--- ABOUT THIS TASK ---
Would you transcribe the data word for word?
### RECORDS FOR THIS EXERCISE
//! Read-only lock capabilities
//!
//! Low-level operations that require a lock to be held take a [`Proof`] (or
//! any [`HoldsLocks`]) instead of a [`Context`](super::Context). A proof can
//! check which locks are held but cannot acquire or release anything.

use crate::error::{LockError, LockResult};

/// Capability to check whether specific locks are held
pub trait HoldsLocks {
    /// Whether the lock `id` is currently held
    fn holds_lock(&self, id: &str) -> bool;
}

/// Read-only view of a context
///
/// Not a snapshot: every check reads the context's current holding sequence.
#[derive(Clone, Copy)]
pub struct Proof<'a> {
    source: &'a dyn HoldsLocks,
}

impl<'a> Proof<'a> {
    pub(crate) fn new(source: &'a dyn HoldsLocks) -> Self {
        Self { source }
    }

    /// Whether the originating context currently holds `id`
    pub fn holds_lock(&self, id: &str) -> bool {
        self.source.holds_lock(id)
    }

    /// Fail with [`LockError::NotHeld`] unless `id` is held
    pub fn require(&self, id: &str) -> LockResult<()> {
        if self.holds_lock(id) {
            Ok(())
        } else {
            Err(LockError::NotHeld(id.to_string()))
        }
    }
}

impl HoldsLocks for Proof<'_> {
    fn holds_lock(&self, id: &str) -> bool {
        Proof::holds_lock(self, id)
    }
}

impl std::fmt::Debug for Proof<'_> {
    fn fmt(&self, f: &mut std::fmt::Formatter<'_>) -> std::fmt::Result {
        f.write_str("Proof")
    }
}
######
--- ANSWER ---
//! Read-only lock capabilities
//!
//! Low-level operations that require a lock to be held take a [`Proof`] (or
//! any [`HoldsLocks`]) instead of a [`Context`](super::Context). A proof can
//! check which locks are held but cannot acquire or release anything.

use crate::error::{LockError, LockResult};

/// Capability to check whether specific locks are held
pub trait HoldsLocks {
    /// Whether the lock `id` is currently held
    fn holds_lock(&self, id: &str) -> bool;
}

/// Read-only view of a context
///
/// Not a snapshot: every check reads the context's current holding sequence.
#[derive(Clone, Copy)]
pub struct Proof<'a> {
    source: &'a dyn HoldsLocks,
}

impl<'a> Proof<'a> {
    pub(crate) fn new(source: &'a dyn HoldsLocks) -> Self {
        Self { source }
    }

    /// Whether the originating context currently holds `id`
    pub fn holds_lock(&self, id: &str) -> bool {
        self.source.holds_lock(id)
    }

    /// Fail with [`LockError::NotHeld`] unless `id` is held
    pub fn require(&self, id: &str) -> LockResult<()> {
        if self.holds_lock(id) {
            Ok(())
        } else {
            Err(LockError::NotHeld(id.to_string()))
        }
    }
}

impl HoldsLocks for Proof<'_> {
    fn holds_lock(&self, id: &str) -> bool {
        Proof::holds_lock(self, id)
    }
}

impl std::fmt::Debug for Proof<'_> {
    fn fmt(&self, f: &mut std::fmt::Formatter<'_>) -> std::fmt::Result {
        f.write_str("Proof")
    }
}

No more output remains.